• The task: Give the total of lines holding the word "Option" in the records below, and nothing else.

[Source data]
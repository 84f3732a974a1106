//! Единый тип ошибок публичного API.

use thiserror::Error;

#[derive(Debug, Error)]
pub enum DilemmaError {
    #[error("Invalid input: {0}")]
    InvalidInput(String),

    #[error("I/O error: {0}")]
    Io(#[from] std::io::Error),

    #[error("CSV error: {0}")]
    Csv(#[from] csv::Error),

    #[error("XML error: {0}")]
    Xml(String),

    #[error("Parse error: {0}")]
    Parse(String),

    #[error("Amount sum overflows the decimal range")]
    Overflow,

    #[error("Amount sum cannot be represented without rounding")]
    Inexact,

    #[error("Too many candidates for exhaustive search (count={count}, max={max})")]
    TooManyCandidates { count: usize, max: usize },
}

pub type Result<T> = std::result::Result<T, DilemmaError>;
...
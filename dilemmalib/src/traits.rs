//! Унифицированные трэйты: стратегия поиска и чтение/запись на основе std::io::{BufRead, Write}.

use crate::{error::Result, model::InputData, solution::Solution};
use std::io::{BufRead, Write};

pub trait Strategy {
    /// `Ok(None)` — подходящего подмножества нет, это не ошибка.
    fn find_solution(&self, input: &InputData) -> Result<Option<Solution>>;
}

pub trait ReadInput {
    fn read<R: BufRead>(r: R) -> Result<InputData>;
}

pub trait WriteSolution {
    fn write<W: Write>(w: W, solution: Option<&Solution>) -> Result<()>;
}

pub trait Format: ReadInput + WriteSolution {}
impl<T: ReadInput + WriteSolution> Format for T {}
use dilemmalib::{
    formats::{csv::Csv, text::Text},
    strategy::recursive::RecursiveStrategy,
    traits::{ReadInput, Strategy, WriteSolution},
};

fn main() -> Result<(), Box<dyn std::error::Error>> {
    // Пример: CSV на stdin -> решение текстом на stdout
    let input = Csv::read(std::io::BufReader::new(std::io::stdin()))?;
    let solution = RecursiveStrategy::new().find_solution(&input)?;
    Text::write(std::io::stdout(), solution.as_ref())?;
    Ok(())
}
---
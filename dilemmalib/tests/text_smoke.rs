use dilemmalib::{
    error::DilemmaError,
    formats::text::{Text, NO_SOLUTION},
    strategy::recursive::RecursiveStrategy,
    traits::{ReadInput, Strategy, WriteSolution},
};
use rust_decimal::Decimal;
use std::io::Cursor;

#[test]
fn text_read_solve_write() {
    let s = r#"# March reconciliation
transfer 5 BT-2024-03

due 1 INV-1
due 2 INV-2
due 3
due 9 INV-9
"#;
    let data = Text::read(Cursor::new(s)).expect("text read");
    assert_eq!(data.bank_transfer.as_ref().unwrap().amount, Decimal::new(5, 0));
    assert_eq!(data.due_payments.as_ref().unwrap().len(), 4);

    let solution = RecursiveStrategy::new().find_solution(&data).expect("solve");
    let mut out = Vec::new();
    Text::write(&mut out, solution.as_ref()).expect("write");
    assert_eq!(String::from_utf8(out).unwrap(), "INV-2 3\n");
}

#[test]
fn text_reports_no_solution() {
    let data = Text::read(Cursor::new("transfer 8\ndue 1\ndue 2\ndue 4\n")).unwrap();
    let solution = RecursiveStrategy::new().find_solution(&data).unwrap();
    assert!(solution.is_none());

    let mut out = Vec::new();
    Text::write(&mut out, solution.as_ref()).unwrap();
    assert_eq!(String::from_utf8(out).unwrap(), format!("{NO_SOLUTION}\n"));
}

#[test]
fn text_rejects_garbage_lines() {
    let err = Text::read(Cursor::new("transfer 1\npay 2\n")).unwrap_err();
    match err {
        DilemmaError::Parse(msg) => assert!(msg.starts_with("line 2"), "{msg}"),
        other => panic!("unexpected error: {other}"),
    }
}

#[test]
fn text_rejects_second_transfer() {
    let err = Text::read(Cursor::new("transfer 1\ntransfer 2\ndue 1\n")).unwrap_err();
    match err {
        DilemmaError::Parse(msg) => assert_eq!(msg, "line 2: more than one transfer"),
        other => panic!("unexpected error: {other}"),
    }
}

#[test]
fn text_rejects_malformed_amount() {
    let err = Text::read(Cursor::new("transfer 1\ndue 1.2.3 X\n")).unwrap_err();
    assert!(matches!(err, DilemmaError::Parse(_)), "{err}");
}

• Completed exercise: 2